The t_STRING token is not correctly recognized as it should.

Question: how to set the catch all regular expression for t_STRING so as to get a working tokenizer?

Solution

  • Your regular expression for T_STRING most certainly doesn't do what you want. What it does do is a little more difficult to answer.

    In principle, it consists only of two zero-length assertions: ^, which is only true at the beginning of the string (unless you provide the re.MULTILINE flag, which you don't), and a long negative lookahead assertion.

    A pattern which consists only of zero-length assertions can only match the empty string, if it matches anything at all. But lexer patterns cannot be allowed to match the empty string. Lexers divide the input into a series of tokens, so that every character in the input belongs to some token. Each match -- and they are all matches, not searches -- starts precisely at the end of the previous match. So if a pattern could match the empty string, the lexer would try the next match at the same place, with the same result, which would be an endless loop.

    Some lexer generators solve this problem by forcing a minimum one-character match using a built-in catch-all error pattern, but Ply simply refuses to generate a lexer if a pattern matches the empty string. Yet Ply does not complain about this lexer specification. The only possible explanation is that the pattern cannot match anything.

    The key is that Ply compiles all patterns using the re.VERBOSE flag, which allows you to separate items in regular expressions with whitespace, making the regexes slightly less unreadable. As the Python documentation indicates:

    Whitespace within the pattern is ignored, except when in a character class, or when preceded by an unescaped backslash, or within tokens like *?, (?: or (?P<...>.

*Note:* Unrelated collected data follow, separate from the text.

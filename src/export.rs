//! CSV export of table rows.
//!
//! Cells are written in their raw string form; custom renderers are not
//! applied. Every record starts with the node's depth in a `level` column.

use crate::column::Column;
use crate::error::Result;
use crate::node::Node;
use std::io::Write;

/// Which rows an export covers.
#[derive(Debug, Clone, Copy, PartialEq, Eq, Default)]
pub enum ExportScope {
    /// Filtered and sorted top-level rows with their full subtrees.
    #[default]
    Filtered,
    /// The rows currently visible on the page.
    Page,
    /// Selected nodes from anywhere in the tree.
    Selected,
}

impl ExportScope {
    pub const ALL: [ExportScope; 3] = [ExportScope::Filtered, ExportScope::Page, ExportScope::Selected];

    pub fn label(&self) -> &'static str {
        match self {
            ExportScope::Filtered => "All filtered rows",
            ExportScope::Page => "Current page",
            ExportScope::Selected => "Selected rows",
        }
    }
}

/// Writes a header of column titles followed by one record per `(level, node)`.
///
/// Returns the number of data records written.
pub fn export_csv<'a, W, I>(writer: W, rows: I, columns: &[Column]) -> Result<usize>
where
    W: Write,
    I: IntoIterator<Item = (usize, &'a Node)>,
{
    let mut csv_writer = csv::Writer::from_writer(writer);

    let mut header = Vec::with_capacity(columns.len() + 1);
    header.push("level");
    header.extend(columns.iter().map(|column| column.title.as_str()));
    csv_writer.write_record(&header)?;

    let mut written = 0;
    for (level, node) in rows {
        let mut record = Vec::with_capacity(columns.len() + 1);
        record.push(level.to_string());
        record.extend(columns.iter().map(|column| column.raw_text(node)));
        csv_writer.write_record(&record)?;
        written += 1;
    }

    csv_writer.flush()?;
    log::debug!("exported {} rows", written);
    Ok(written)
}

/// Walks each of `tops` and its full subtree in pre-order, yielding
/// `(level, node)`.
pub fn subtrees_preorder<'a>(tops: &[&'a Node]) -> Vec<(usize, &'a Node)> {
    let mut out = Vec::new();
    let mut stack: Vec<(usize, &'a Node)> = Vec::new();
    for &top in tops {
        stack.push((0, top));
        while let Some((level, node)) = stack.pop() {
            out.push((level, node));
            stack.extend(node.children.iter().rev().map(|child| (level + 1, child)));
        }
    }
    out
}

#[cfg(test)]
mod tests {
    use super::*;

    fn columns() -> Vec<Column> {
        vec![
            Column::new("name", "Name").with_render(|_, _| "rendered".to_string()),
            Column::new("note", "Note"),
        ]
    }

    #[test]
    fn test_export_writes_raw_values_with_quoting() {
        let nodes = vec![
            Node::new(1).with_field("name", "alpha").with_field("note", "a, \"quoted\" note"),
            Node::new(2).with_field("name", "beta"),
        ];
        let mut out = Vec::new();
        let written = export_csv(&mut out, nodes.iter().map(|n| (0, n)), &columns()).unwrap();

        assert_eq!(written, 2);
        let text = String::from_utf8(out).unwrap();
        assert_eq!(
            text,
            "level,Name,Note\n0,alpha,\"a, \"\"quoted\"\" note\"\n0,beta,\n"
        );
    }

    #[test]
    fn test_subtrees_preorder_levels() {
        let roots = vec![
            Node::new(1).with_children(vec![
                Node::new(10).with_children(vec![Node::new(100)]),
                Node::new(11),
            ]),
            Node::new(2),
        ];
        let tops: Vec<&Node> = roots.iter().collect();
        let order: Vec<(usize, String)> = subtrees_preorder(&tops)
            .into_iter()
            .map(|(level, node)| (level, node.id.to_string()))
            .collect();
        assert_eq!(
            order,
            vec![
                (0, "1".to_string()),
                (1, "10".to_string()),
                (2, "100".to_string()),
                (1, "11".to_string()),
                (0, "2".to_string()),
            ]
        );
    }
}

    Whitespace includes newlines and even comments (starting with a # character), so you can split patterns over several lines and insert comments about each piece.

    We could do that, in fact, with your pattern:

    def t_STRING(t):
    r'''^         # Anchor this match at the beginning of the input
        (?!       # Don't match if the next characters match:
           \)   | # Close parenthesis
           \(   | # Open parenthesis
           \    | # !!! HERE IS THE PROBLEM
           \t   | # Tab character
           \n   | # Newline character
           \\\/ | # \/ token
           \/\\   # /\ token
        )
     '''
    t.value = t
    return t

    So as I added whitespace and comments to your pattern, I had to notice that the original pattern attempted to match a space character as an alternative with | |. But since the pattern is compiled as re.VERBOSE, that space character is ignored, leaving an empty alternative, which matches the empty string. That alternative is part of a negative lookahead assertion, which means that the assertion will fail if the string to match at that point starts with the empty string. Of course, every string starts with the empty string, so the negative lookahead assertion always fails, explaining why Ply didn't complain (and why the pattern never matches anything).

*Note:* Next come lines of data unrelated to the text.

impl MultiLevelTable {
    pub fn new(columns: Vec<Column>, config: TableConfig) -> Self {
        Self {
            paginator: Paginator::new(&config),
            config,
            columns,
            roots: Vec::new(),
            index: TreeIndex::new(),
            search_query: String::new(),
            active_filter: None,
            active_sort: None,
            expansion: ExpansionState::new(),
            selection: SelectionState::new(),
            delete_flow: DeleteConfirmation::new(),
            callbacks: TableCallbacks::new(),
        }
    }

    pub fn with_dataset(mut self, roots: Vec<Node>) -> Self {
        self.set_dataset(roots);
        self
    }

    pub fn with_callbacks(mut self, callbacks: TableCallbacks) -> Self {
        self.callbacks = callbacks;
        self
    }

    // ===== Queries =====

    pub fn config(&self) -> &TableConfig {
        &self.config
    }

    pub fn columns(&self) -> &[Column] {
        &self.columns
    }

    pub fn roots(&self) -> &[Node] {
        &self.roots
    }

    pub fn index(&self) -> &TreeIndex {
        &self.index
    }

    pub fn search_query(&self) -> &str {
        &self.search_query
    }

    pub fn active_filter(&self) -> Option<&ActiveFilter> {
        self.active_filter.as_ref()
    }

    pub fn active_sort(&self) -> Option<&SortSpec> {
        self.active_sort.as_ref()
    }

    pub fn expansion(&self) -> &ExpansionState {
        &self.expansion
    }

    pub fn selection(&self) -> &SelectionState {
        &self.selection
    }

    /// Top-level rows passing search and filter, in sorted order.
    pub fn filtered_top_level(&self) -> Vec<&Node> {
        let criteria = FilterCriteria {
            query: &self.search_query,
            searchable_keys: &self.config.searchable_columns,
            active: self.active_filter.as_ref(),
        };
        let mut rows = filter_top_level(&self.roots, &self.columns, &criteria);
        sort_top_level(&mut rows, &self.columns, self.active_sort.as_ref());
        rows
    }

    /// Top-level rows on the current page.
    pub fn current_page(&self) -> Vec<&Node> {
        let mut rows = self.filtered_top_level();
        let range = self.paginator.page_range(rows.len());
        rows.truncate(range.end);
        rows.drain(..range.start);
        rows
    }

    /// Rows to display for the current page, children of expanded nodes
    /// included.
    pub fn visible_rows(&self) -> Result<Vec<VisibleRow<'_>>> {
        let page = self.current_page();
        flatten_visible(
            &page,
            &self.roots,
            &self.index,
            &self.expansion,
            &self.selection,
            FlattenLimits::from_config(&self.config),
        )
    }

    /// Number of top-level rows passing search and filter.
    pub fn total_items(&self) -> usize {
        self.filtered_top_level().len()
    }

    pub fn page_index(&self) -> usize {
        self.paginator.effective_page_index(self.total_items())
    }

    pub fn page_size(&self) -> usize {
        self.paginator.page_size()
    }

    pub fn page_size_options(&self) -> &[usize] {
        self.paginator.page_size_options()
    }

    pub fn page_count(&self) -> usize {
        self.paginator.page_count(self.total_items())
    }

    pub fn page_links(&self) -> Vec<PageLink> {
        self.paginator.page_links(self.total_items())
    }

    pub fn can_previous_page(&self) -> bool {
        self.paginator.can_previous_page(self.total_items())
    }

    pub fn can_next_page(&self) -> bool {
        self.paginator.can_next_page(self.total_items())
    }

    pub fn is_expanded(&self, id: &NodeId) -> bool {
        self.expansion.is_expanded(id)
    }

    pub fn is_all_expanded(&self) -> bool {
        self.expansion.is_all_expanded(&self.index)
    }

    pub fn is_selected(&self, id: &NodeId) -> bool {
        self.selection.is_selected(id)
    }

    /// Top-level ids covered by "select all".
    pub fn eligible_ids(&self) -> Vec<NodeId> {
        let rows = match self.config.select_all_scope {
            SelectAllScope::Filtered => self.filtered_top_level(),
            SelectAllScope::Page => self.current_page(),
        };
        rows.into_iter().map(|node| node.id.clone()).collect()
    }

    pub fn is_all_selected(&self) -> bool {
        self.selection.is_all_selected(&self.eligible_ids())
    }

    pub fn selection_snapshot(&self) -> SelectionSnapshot {
        self.selection.snapshot(&self.eligible_ids())
    }

    pub fn find_node(&self, id: &NodeId) -> Option<&Node> {
        self.index.node(&self.roots, id)
    }

    pub fn filter_options(&self, key: &str) -> Vec<FilterOption> {
        filter_options(&self.roots, key)
    }

    pub fn filter_categories(&self) -> Vec<FilterCategory> {
        filter_categories(&self.roots, &self.columns)
    }

    pub fn pending_delete(&self) -> Option<&DeleteRequest> {
        self.delete_flow.pending()
    }

    // ===== Dataset and Column Mutations =====

    /// Replaces the dataset and rebuilds the index. View state is kept.
    pub fn set_dataset(&mut self, roots: Vec<Node>) {
        self.roots = roots;
        self.index = TreeIndex::build(&self.roots);
        let total = self.total_items();
        self.paginator.clamp(total);
    }

    pub fn set_columns(&mut self, columns: Vec<Column>) {
        self.columns = columns;
    }

    pub fn set_callbacks(&mut self, callbacks: TableCallbacks) {
        self.callbacks = callbacks;
    }

    // ===== Filter and Sort Mutations =====

    pub fn set_search_query(&mut self, query: impl Into<String>) {
        let query = query.into();
        if query == self.search_query {
            return;
        }
        log::debug!("search query set to '{}'", query);
        self.search_query = query;
        self.criteria_changed();
    }

    /// Activates a category filter. An empty `accepted` set passes everything.
    ///
    /// A declared column that is not filterable is rejected; an undeclared
    /// key is accepted and matches nothing.
    pub fn set_active_filter(
        &mut self,
        key: &str,
        accepted: impl IntoIterator<Item = FilterValue>,
    ) -> Result<()> {
        if let Some(column) = find_column(&self.columns, key) {
            if !column.filterable {
                return Err(TableError::ColumnNotFilterable { key: key.to_string() });
            }
        }
        let filter = ActiveFilter::new(key, accepted);
        log::debug!("filter on '{}' with {} accepted values", key, filter.accepted.len());
        self.active_filter = Some(filter);
        self.criteria_changed();
        Ok(())
    }

    pub fn clear_active_filter(&mut self) {
        if self.active_filter.take().is_some() {
            log::debug!("filter cleared");
            self.criteria_changed();
        }
    }

    /// Sets the sort column and direction; `None` restores data order.
    pub fn set_sort(&mut self, key: &str, dir: Option<SortDir>) {
        self.active_sort = dir.map(|dir| SortSpec::new(key, dir));
        log::debug!("sort set to {:?}", self.active_sort);
        self.criteria_changed();
    }

    pub fn clear_sort(&mut self) {
        self.active_sort = None;
        self.criteria_changed();
    }

    /// Advances the header-click cycle for `key`. Returns the new sort.
    pub fn toggle_sort(&mut self, key: &str) -> Result<Option<SortSpec>> {
        let column = find_column(&self.columns, key)
            .ok_or_else(|| TableError::UnknownColumn { key: key.to_string() })?;
        if !column.is_sortable(self.config.sortable) {
            return Err(TableError::ColumnNotSortable { key: key.to_string() });
        }

        self.active_sort = next_sort_on_click(self.active_sort.as_ref(), key, self.config.allow_clear_sort);
        log::debug!("sort toggled to {:?}", self.active_sort);
        self.criteria_changed();
        Ok(self.active_sort.clone())
    }

    /// Ordering or membership of top-level rows changed: collapse everything
    /// and pull the page back into range.
    fn criteria_changed(&mut self) {
        if !self.expansion.is_empty() {
            log::debug!("expansion cleared ({} nodes)", self.expansion.expanded_count());
            self.expansion.clear();
        }
        let total = self.total_items();
        self.paginator.clamp(total);
    }

    // ===== Expansion Mutations =====

    /// Flips expansion of `id`. Returns the new state, or `None` for ids
    /// without children.
    pub fn toggle_expansion(&mut self, id: &NodeId) -> Option<bool> {
        self.expansion.toggle(id, &self.index)
    }

    pub fn expand_all(&mut self) {
        self.expansion.expand_all(&self.index);
        log::debug!("expanded all {} parents", self.expansion.expanded_count());
    }

    pub fn collapse_all(&mut self) {
        self.expansion.clear();
    }

    // ===== Selection Mutations =====

    /// Flips selection of `id`. Returns the new state; always false when the
    /// table is not selectable.
    pub fn toggle_selection(&mut self, id: &NodeId) -> bool {
        if !self.config.selectable {
            return false;
        }
        let selected = self.selection.toggle_one(id);
        self.notify_selection();
        selected
    }

    /// Selects every eligible top-level id, or clears the selection when they
    /// are all selected. Returns the resulting "all selected" flag.
    pub fn toggle_select_all(&mut self) -> bool {
        if !self.config.selectable {
            return false;
        }
        let eligible = self.eligible_ids();
        let all = self.selection.toggle_all(&eligible);
        self.notify_selection();
        all
    }

    pub fn clear_selection(&mut self) {
        if !self.selection.is_empty() {
            self.selection.clear();
            self.notify_selection();
        }
    }

    fn notify_selection(&mut self) {
        if self.callbacks.on_selection_change.is_none() {
            return;
        }
        let snapshot = self.selection_snapshot();
        if let Some(callback) = self.callbacks.on_selection_change.as_mut() {
            callback(&snapshot);
        }
    }

    // ===== Pagination Mutations =====

    pub fn goto_page(&mut self, index: usize) {
        let total = self.total_items();
        self.paginator.goto_page(index, total);
    }

    pub fn next_page(&mut self) {
        let total = self.total_items();
        self.paginator.next_page(total);
    }

    pub fn previous_page(&mut self) {
        let total = self.total_items();
        self.paginator.previous_page(total);
    }

    pub fn set_page_size(&mut self, size: usize) {
        self.paginator.set_page_size(size);
    }

    // ===== Row Actions =====

    /// Fires the row-click callback for `id`. Returns false for unknown ids.
    pub fn row_click(&mut self, id: &NodeId) -> bool {
        let Some(node) = self.index.node(&self.roots, id) else {
            return false;
        };
        if let Some(callback) = self.callbacks.on_row_click.as_mut() {
            callback(node);
        }
        true
    }

    /// Fires the edit-request callback for `id`. Returns false for unknown
    /// ids. Editing itself is up to the host, which writes the result back
    /// with [`MultiLevelTable::update_node`].
    pub fn request_edit(&mut self, id: &NodeId) -> bool {
        let Some(node) = self.index.node(&self.roots, id) else {
            return false;
        };
        if let Some(callback) = self.callbacks.on_edit_request.as_mut() {
            callback(node);
        }
        true
    }

    /// Opens a delete confirmation for one node.
    pub fn request_delete(&mut self, id: &NodeId) -> Option<&DeleteRequest> {
        let node = self.index.node(&self.roots, id)?;
        let request = DeleteRequest::Single {
            id: node.id.clone(),
            name: node.display_name(),
        };
        self.open_delete(request);
        self.delete_flow.pending()
    }

    /// Opens a delete confirmation for the current selection. Does nothing
    /// when the selection is empty.
    pub fn request_bulk_delete(&mut self) -> Option<&DeleteRequest> {
        if self.selection.is_empty() {
            return None;
        }
        let request = DeleteRequest::Bulk {
            ids: self.selection.selected_ids(),
        };
        self.open_delete(request);
        self.delete_flow.pending()
    }

    fn open_delete(&mut self, request: DeleteRequest) {
        if let Some(callback) = self.callbacks.on_delete_request.as_mut() {
            callback(&request);
        }
        self.delete_flow.open(request);
    }

    /// Closes the pending confirmation and hands the request back. A bulk
    /// confirm clears the selection. The dataset is left untouched.
    pub fn confirm_delete(&mut self) -> Option<DeleteRequest> {
        let request = self.delete_flow.confirm()?;
        if matches!(request, DeleteRequest::Bulk { .. }) {
            self.clear_selection();
        }
        Some(request)
    }

    pub fn cancel_delete(&mut self) {
        self.delete_flow.cancel();
    }

    /// Removes the nodes of a confirmed request from the dataset, together
    /// with their subtrees, and drops them from selection and expansion.
    pub fn apply_delete(&mut self, request: &DeleteRequest) {
        let ids: HashSet<NodeId> = request.ids().into_iter().collect();
        let pruned = crate::node::prune_ids(&self.roots, &ids);
        self.set_dataset(pruned);
        let index = &self.index;
        self.selection.retain(|id| index.contains(id));
        self.expansion.retain(|id| index.has_children(id));
    }

    /// Overwrites the given fields of the node with `id`, leaving its other
    /// fields, its children and all view state in place. `id` and `children`
    /// keys are ignored. Returns false for unknown ids.
    pub fn update_node(&mut self, id: &NodeId, fields: Map<String, Value>) -> bool {
        let Some(node) = self.index.node_mut(&mut self.roots, id) else {
            return false;
        };
        for (key, value) in fields {
            if key == "id" || key == "children" {
                log::warn!("ignoring structural key '{}' in update of {}", key, id);
                continue;
            }
            node.fields.insert(key, value);
        }
        log::debug!("updated fields of {}", id);
        self.index = TreeIndex::build(&self.roots);
        let total = self.total_items();
        self.paginator.clamp(total);
        true
    }

    // ===== Export =====

    /// Writes the rows in `scope` as CSV. Returns the number of records.
    pub fn export_csv<W: Write>(&self, writer: W, scope: ExportScope) -> Result<usize> {
        match scope {
            ExportScope::Filtered => {
                let rows = export::subtrees_preorder(&self.filtered_top_level());
                export::export_csv(writer, rows, &self.columns)
            }
            ExportScope::Page => {
                let rows = self.visible_rows()?;
                export::export_csv(writer, rows.iter().map(|row| (row.level, row.node)), &self.columns)
            }
            ExportScope::Selected => {
                let tops: Vec<&Node> = self.roots.iter().collect();
                let rows = export::subtrees_preorder(&tops)
                    .into_iter()
                    .filter(|(_, node)| self.selection.is_selected(&node.id));
                export::export_csv(writer, rows, &self.columns)
            }
        }
    }
}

    Regardless of that particular glitch, the pattern cannot be useful because, as mentioned already, a lexer pattern must match some characters, and so a pattern which only matches the empty string cannot be useful. What we want to do is match any character, providing that the negative lookahead (corrected, as below) allows it. So that means that the negative lookahead assertion show be followed with ., which will match the next character.

    But you almost certainly don't want to match just one character. Presumably you wanted to match a string of characters which don't match any other token. So that means putting the negative lookahead assertion and the following . into a repetition. And remember that it needs to be a non-empty repetition (+, not *), because patterns must not have empty matches.

    Finally, there is absolutely no point using an anchor assertion, because that would limit the pattern to matching only at the beginning of the input, and that is certainly not what you want. It's not at all clear what it is doing there. (I've seen recommendations which suggest using an anchor with a negative lookahead search, which I think are generally misguided, but that discussion is out of scope for this question.)

    And before we write the pattern, let's make one more adjustment: in a Python regular expression, if you can replace a set of alternatives with a character class, you should do so because it is a lot more efficient. That's true even if only some of the alternatives can be replaced.

    So that produces the following:

    def t_STRING(t):
    r'''(
         (?!            # Don't match if the next characters match:
            [() \t\n] |   # Parentheses or whitespace
            \\\/      |   # \/ token
            \/\\          # /\ token
         ) .            # If none of the above match, accept a character
        )+              # and repeat as many times as possible (at least once)
     '''
    return t

    I removed t.value = t. t is a token object, not a string, and the value should be the string it matched. If you overwrite the value with a circular reference, you won't be able to figure out which string was matched.

    This works, but not quite in the way you intended. Since whitespace characters are excluded from T_STRING, you don't get a single token representing (/ 1 3) <= x_4. Instead, you get a series of tokens:

    STRING b_1 1 0
AND /\ 1 4
LPAREN ( 1 7
STRING x_2 1 8
STRING <= 1 12
STRING 2 1 15
OR \/ 1 17
LPAREN ( 1 20
STRING b_3 1 21
AND /\ 1 25
LPAREN ( 1 28
LPAREN ( 1 29
STRING / 1 30
STRING 1 1 32
STRING 3 1 34
RPAREN ) 1 35
STRING <= 1 37
STRING x_4 1 40
RPAREN ) 1 43
RPAREN ) 1 44

    But I think that's reasonable. How could the lexer be able to tell that the parentheses in (x_2 <= 2 and (b_3 are parenthesis tokens, while the parentheses in (/ 1 3) <= x_4 are part of T_STRING? That determination will need to be made in your parser.

    In fact, my inclination would be to fully tokenise the input, even if you don't (yet) require a complete tokenisation. As this entire question and answer shows, attempting to recognised "everything but..." can actually be a lot more complicated than just recognising all tokens. Trying to get the tokeniser to figure out which tokens are useful and which ones aren't is often more difficult than tokenising everything and passing it through a parser.